Nickel, Stainless Have a Heyday
The nickel market ended 1999 with a 50,000-mt deficit, and it could come up short this year by 20,000 mt, even with a projected 5-percent increase in nickel consumption and 9-percent increase in supply, said Jim Lennon of Macquarie Bank Group (London).
   Booming stainless steel production has been driving nickel demand, while record-low inventories and supply concerns have been bolstering nickel prices, he noted. Consumption of nickel-bearing scrap could rise 13 percent this year, while use of primary nickel could grow 6 percent, Lennon said.

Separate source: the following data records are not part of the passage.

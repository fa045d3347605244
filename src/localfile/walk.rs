//! 本地目录遍历
//!
//! 把一个本地根路径（文件或文件夹）展开成待上传文件列表，
//! 并按根路径的父目录计算每个文件在网盘上的目标路径：
//!
//! ```text
//! 本地 /home/u/photos/2024/a.jpg，根 /home/u/photos，保存到 /backup
//! => /backup/photos/2024/a.jpg
//! ```

use anyhow::{Context, Result};
use std::path::{Path, PathBuf};
use tracing::{debug, info, warn};
use walkdir::WalkDir;

use super::pathutil::{join_remote, to_unix_separator};

/// 遍历得到的一个待上传文件
#[derive(Debug, Clone, PartialEq, Eq)]
pub struct PlannedFile {
    /// 本地绝对路径
    pub local_path: PathBuf,
    /// 网盘目标路径
    pub remote_path: String,
    /// 遍历时的文件大小
    pub size: u64,
}

/// 遍历选项
#[derive(Debug, Clone, Default)]
pub struct ScanOptions {
    /// 是否跟随符号链接
    pub follow_symlinks: bool,
    /// 跳过隐藏文件（以.开头的文件和文件夹）
    pub skip_hidden: bool,
}

fn is_hidden(entry: &walkdir::DirEntry) -> bool {
    entry.depth() > 0
        && entry
            .file_name()
            .to_str()
            .map(|s| s.starts_with('.'))
            .unwrap_or(false)
}

/// 展开一个本地根路径
///
/// 根路径不存在或无法规范化时返回错误；遍历中无法读取的条目跳过并记录警告
pub fn scan_root(root: &Path, save_path: &str, options: &ScanOptions) -> Result<Vec<PlannedFile>> {
    let root = dunce::canonicalize(root)
        .with_context(|| format!("本地路径不存在或无法访问: {}", root.display()))?;
    let base = root.parent().map(Path::to_path_buf).unwrap_or_default();

    info!("开始扫描: {}", root.display());

    let mut files = Vec::new();
    let walker = WalkDir::new(&root)
        .follow_links(options.follow_symlinks)
        .sort_by_file_name()
        .into_iter()
        .filter_entry(|e| !(options.skip_hidden && is_hidden(e)));

    for entry in walker {
        let entry = match entry {
            Ok(entry) => entry,
            Err(e) => {
                warn!("遍历错误, 已跳过: {}", e);
                continue;
            }
        };
        if !entry.file_type().is_file() {
            continue;
        }

        let size = match entry.metadata() {
            Ok(m) => m.len(),
            Err(e) => {
                warn!("读取文件元数据失败, 已跳过: {}, 错误: {}", entry.path().display(), e);
                continue;
            }
        };

        let relative = entry
            .path()
            .strip_prefix(&base)
            .with_context(|| format!("计算相对路径失败: {}", entry.path().display()))?;
        let remote_path = join_remote(save_path, &to_unix_separator(&relative.to_string_lossy()));

        debug!("扫描到文件: {} -> {}", entry.path().display(), remote_path);
        files.push(PlannedFile {
            local_path: entry.into_path(),
            remote_path,
            size,
        });
    }

    info!("扫描完成: {}, {} 个文件", root.display(), files.len());
    Ok(files)
}

/// 在阻塞线程池中执行 [`scan_root`]
pub async fn scan_root_async(
    root: PathBuf,
    save_path: String,
    options: ScanOptions,
) -> Result<Vec<PlannedFile>> {
    tokio::task::spawn_blocking(move || scan_root(&root, &save_path, &options))
        .await
        .context("扫描任务执行失败")?
}
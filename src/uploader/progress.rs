//! 上传进度输出
//!
//! 分片完成时累加进度，按时间间隔节流后输出一行进度日志

use std::sync::atomic::{AtomicU64, Ordering};
use std::time::{Duration, Instant};

use tracing::info;

/// 默认节流间隔（毫秒）
pub const DEFAULT_THROTTLE_INTERVAL_MS: u64 = 1000;

/// 尚未输出过
const NEVER: u64 = u64::MAX;

/// 进度节流器
///
/// 线程安全，使用原子操作避免锁竞争
#[derive(Debug)]
pub struct ProgressThrottler {
    origin: Instant,
    /// 上次输出时间（相对 origin 的纳秒）
    last_emit_nanos: AtomicU64,
    interval_nanos: u64,
}

impl ProgressThrottler {
    pub fn new(interval: Duration) -> Self {
        Self {
            origin: Instant::now(),
            last_emit_nanos: AtomicU64::new(NEVER),
            interval_nanos: interval.as_nanos() as u64,
        }
    }

    pub fn with_millis(interval_ms: u64) -> Self {
        Self::new(Duration::from_millis(interval_ms))
    }

    /// 距离上次输出超过间隔（或从未输出）时返回 true 并更新时间戳
    pub fn should_emit(&self) -> bool {
        let now = self.origin.elapsed().as_nanos() as u64;
        let last = self.last_emit_nanos.load(Ordering::Relaxed);

        if last != NEVER && now.saturating_sub(last) < self.interval_nanos {
            return false;
        }
        // 被其他线程抢先更新时本次不输出
        self.last_emit_nanos
            .compare_exchange(last, now, Ordering::Relaxed, Ordering::Relaxed)
            .is_ok()
    }
}

impl Default for ProgressThrottler {
    fn default() -> Self {
        Self::with_millis(DEFAULT_THROTTLE_INTERVAL_MS)
    }
}

/// 某一时刻的上传进度
#[derive(Debug, Clone, Copy, PartialEq)]
pub struct ProgressSnapshot {
    pub uploaded: u64,
    pub total: u64,
    /// 字节/秒
    pub speed: u64,
}

impl ProgressSnapshot {
    pub fn percent(&self) -> f64 {
        if self.total == 0 {
            return 100.0;
        }
        self.uploaded as f64 / self.total as f64 * 100.0
    }
}

/// 单个文件的上传进度
#[derive(Debug)]
pub struct UploadProgress {
    task_id: u64,
    total: u64,
    uploaded: AtomicU64,
    started: Instant,
    throttler: ProgressThrottler,
}

impl UploadProgress {
    /// `already_uploaded` 为续传时已提交分片的字节数
    pub fn new(task_id: u64, total: u64, already_uploaded: u64, throttler: ProgressThrottler) -> Self {
        Self {
            task_id,
            total,
            uploaded: AtomicU64::new(already_uploaded.min(total)),
            started: Instant::now(),
            throttler,
        }
    }

    pub fn snapshot(&self) -> ProgressSnapshot {
        let uploaded = self.uploaded.load(Ordering::Relaxed);
        let secs = self.started.elapsed().as_secs_f64();
        let speed = if secs > 0.0 {
            (uploaded as f64 / secs) as u64
        } else {
            0
        };
        ProgressSnapshot {
            uploaded,
            total: self.total,
            speed,
        }
    }

    /// 累加进度，未被节流时输出进度日志并返回快照
    pub fn advance(&self, bytes: u64) -> Option<ProgressSnapshot> {
        self.uploaded.fetch_add(bytes, Ordering::Relaxed);
        if !self.throttler.should_emit() {
            return None;
        }
        let snapshot = self.snapshot();
        info!(
            "[{}] ↑ {}/{} ({:.1}%) {}/s",
            self.task_id,
            format_bytes(snapshot.uploaded),
            format_bytes(snapshot.total),
            snapshot.percent(),
            format_bytes(snapshot.speed)
        );
        Some(snapshot)
    }
}

/// 格式化字节大小
pub fn format_bytes(bytes: u64) -> String {
    const KB: u64 = 1024;
    const MB: u64 = KB * 1024;
    const GB: u64 = MB * 1024;

    if bytes >= GB {
        format!("{:.2} GB", bytes as f64 / GB as f64)
    } else if bytes >= MB {
        format!("{:.2} MB", bytes as f64 / MB as f64)
    } else if bytes >= KB {
        format!("{:.2} KB", bytes as f64 / KB as f64)
    } else {
        format!("{} B", bytes)
    }
}
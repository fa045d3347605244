// 本地文件模块

pub mod checksum;
pub mod pathutil;
pub mod walk;

pub use checksum::{identity_key, FileDigests, FileStat, LocalFileEntity};
pub use pathutil::{clean_remote_path, join_remote, remote_parent, to_unix_separator};
pub use walk::{scan_root, scan_root_async, PlannedFile, ScanOptions};
// 网盘API模块

pub mod api;
pub mod memory;
pub mod types;

pub use api::PanApi;
pub use memory::{CallStats, MemoryPanClient};
pub use types::*;
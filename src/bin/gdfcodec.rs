// SPDX-FileCopyrightText: 2026 ArcheBase
//
// SPDX-License-Identifier: MulanPSL-2.0

//! # Gdfcodec CLI
//!
//! Command-line tool for inspecting GDF particle-tracking output files.
//!
//! ## Usage
//!
//! ```sh
//! # Show header metadata and group counts
//! gdfcodec info beam.gdf
//!
//! # List field names and lengths per record
//! gdfcodec fields beam.gdf
//!
//! # Dump decoded records as JSON
//! gdfcodec dump beam.gdf --pretty
//! ```

use std::io::IsTerminal as _;
use std::path::PathBuf;
use std::process;

use anyhow::Result;
use clap::{Parser, Subcommand};

use gdfcodec::{DecodeOptions, DecodeOutput, GdfReader, Record, TracingSink};

/// Gdfcodec - GDF particle-tracking data toolkit
///
/// Decode simulator output files into time-slice, position-slice, and
/// trajectory records.
#[derive(Parser, Clone)]
#[command(name = "gdfcodec")]
#[command(about = "Inspect and dump GDF particle-tracking output files", long_about = None)]
#[command(version = env!("CARGO_PKG_VERSION"))]
#[command(author = "ArcheBase")]
struct Cli {
    #[command(subcommand)]
    command: Commands,
}

/// Available commands
#[derive(Subcommand, Clone)]
enum Commands {
    /// Show header metadata and per-kind group counts
    Info {
        /// GDF file to inspect
        file: PathBuf,
    },

    /// List field names, types, and lengths for every record
    Fields {
        /// GDF file to inspect
        file: PathBuf,
    },

    /// Dump all decoded records as JSON
    Dump {
        /// GDF file to dump
        file: PathBuf,

        /// Pretty-print the JSON output
        #[arg(long)]
        pretty: bool,
    },
}

/// Progress bar wrapper driven by the decoder's fractional callback.
struct Progress {
    inner: Option<indicatif::ProgressBar>,
}

impl Progress {
    const TICKS: u64 = 1000;

    fn new(prefix: &str) -> Self {
        let inner = if std::io::stderr().is_terminal() {
            let pb = indicatif::ProgressBar::new(Self::TICKS);
            pb.set_style(
                indicatif::ProgressStyle::default_bar()
                    .template("{spinner:.green} [{elapsed_precise}] [{wide_bar:.cyan/blue}] {percent}%")
                    .unwrap()
                    .progress_chars("=>-"),
            );
            pb.set_prefix(prefix.to_string());
            Some(pb)
        } else {
            None
        };
        Progress { inner }
    }

    fn update(&self, fraction: f64) {
        if let Some(pb) = &self.inner {
            pb.set_position((fraction * Self::TICKS as f64) as u64);
        }
    }

    fn finish(&self) {
        if let Some(pb) = &self.inner {
            pb.finish_and_clear();
        }
    }
}

fn decode_with_progress(file: &PathBuf) -> Result<(GdfReader, DecodeOutput)> {
    let reader = GdfReader::open(file)?;
    let bar = Progress::new("decode");
    let mut sink = TracingSink;
    let mut on_progress = |fraction: f64| bar.update(fraction);
    let output = reader.decode(
        DecodeOptions::default()
            .warnings(&mut sink)
            .progress(&mut on_progress),
    )?;
    bar.finish();
    Ok((reader, output))
}

fn format_created(output: &DecodeOutput) -> String {
    match output.header.created {
        Some(dt) => dt.format("%Y-%m-%d %H:%M:%S UTC").to_string(),
        None => "unknown".to_string(),
    }
}

fn cmd_info(file: PathBuf) -> Result<()> {
    let (reader, output) = decode_with_progress(&file)?;
    let header = &output.header;

    println!("File:        {}", reader.path());
    println!("Size:        {} bytes", reader.file_size());
    println!(
        "Magic:       {} ({})",
        header.magic,
        if header.magic_ok() { "ok" } else { "MISMATCH" }
    );
    println!("Created:     {}", format_created(&output));
    println!(
        "Creator:     {} v{}.{}",
        header.creator, header.creator_major, header.creator_minor
    );
    if !header.destination.is_empty() {
        println!("Destination: {}", header.destination);
    }
    println!(
        "Format:      {}.{}",
        header.format_major, header.format_minor
    );
    println!();
    println!("Time slices:     {}", output.counts.time);
    println!("Position slices: {}", output.counts.position);
    println!("Trajectories:    {}", output.counts.trajectory);
    if output.counts.unknown > 0 {
        println!("Unknown groups:  {} (discarded)", output.counts.unknown);
    }
    Ok(())
}

fn print_record_fields(label: &str, index: usize, record: &Record) {
    println!("{label}[{index}]:");
    for (name, value) in record.iter() {
        println!("  {name:<10} {:<8} x {}", value.type_name(), value.len());
    }
}

fn cmd_fields(file: PathBuf) -> Result<()> {
    let (_, output) = decode_with_progress(&file)?;
    for (i, record) in output.time_slices.iter().enumerate() {
        print_record_fields("time", i, record);
    }
    for (i, record) in output.position_slices.iter().enumerate() {
        print_record_fields("position", i, record);
    }
    for (i, record) in output.trajectories.iter().enumerate() {
        print_record_fields("trajectory", i, record);
    }
    Ok(())
}

fn cmd_dump(file: PathBuf, pretty: bool) -> Result<()> {
    let (_, output) = decode_with_progress(&file)?;
    let json = if pretty {
        serde_json::to_string_pretty(&output)?
    } else {
        serde_json::to_string(&output)?
    };
    println!("{json}");
    Ok(())
}

fn run() -> Result<()> {
    let cli = Cli::parse();

    match cli.command {
        Commands::Info { file } => cmd_info(file),
        Commands::Fields { file } => cmd_fields(file),
        Commands::Dump { file, pretty } => cmd_dump(file, pretty),
    }
}

fn main() {
    if let Err(e) = run() {
        eprintln!("Error: {e}");
        process::exit(1);
    }
}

   Despite this good news, the mid-term market outlook is bearish, he said. If there’s no strike at Falconbridge’s Sudbury, Ontario, plant, nickel could face severe selling pressure later this year. Also, stainless steel production has peaked and will grow slower going forward. Plus, there’s been an acceleration in primary nickel production. These market dynamics could push nickel toward $3 a pound, probably in first half of next year, Lennon forecast.
   “We’re in the stratosphere of the nickel market as far as price is concerned, and we have the lowest inventories virtually ever,” he said. “I think the only way the price can really go from here is downwards.”
   In 2001, nickel consumption is forecast to grow about 3 percent while primary production could rise more than 6 percent, pushing the market into a 13,000-mt surplus, Lennon reported. Consumption of nickel-bearing scrap could grow only 3 percent while use of primary nickel could rise 4 percent, he said.
   In the longer term, however, “the outlook is extremely attractive for the nickel market,” Lennon asserted.
   In the United States, stainless steel production reached 2.2 million mt in 1999, with austenitic stainless accounting for 1.3 million mt, said BIR President Barry Hunter of Keywell L.L.C. (Elizabeth, N.J.). The secondary nickel share of that production was about 65 percent.
   In first-quarter 2000, U.S. stainless production was about 6 percent higher—or 34,000 mt—than the same period last year, with austenitic alone increasing 17 percent, Hunter said.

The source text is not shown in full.